# YOUR ASSIGNMENT:
Extract all of the data and reproduce it precisely.

(Entries taken from a collection)
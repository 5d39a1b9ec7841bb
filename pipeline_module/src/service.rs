mod auth;
mod config;
mod inbound;
mod server;
mod state;
mod worker;

pub type BoxError = Box<dyn std::error::Error + Send + Sync>;

pub use config::ServiceConfig;
pub use inbound::{ChatInboundPayload, EmailInboundPayload};
pub use server::run_server;
pub use worker::{spawn_pipeline_worker, WorkerControl};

# THE ANSWER:
repository 5d39a1b9ec7841bb
filename pipeline_module/src/service.rs
mod auth;
mod config;
mod inbound;
mod server;
mod state;
mod worker;

pub type BoxError = Box<dyn std::error::Error + Send + Sync>;

pub use config::ServiceConfig;
pub use inbound::{ChatInboundPayload, EmailInboundPayload};
pub use server::run_server;
pub use worker::{spawn_pipeline_worker, WorkerControl};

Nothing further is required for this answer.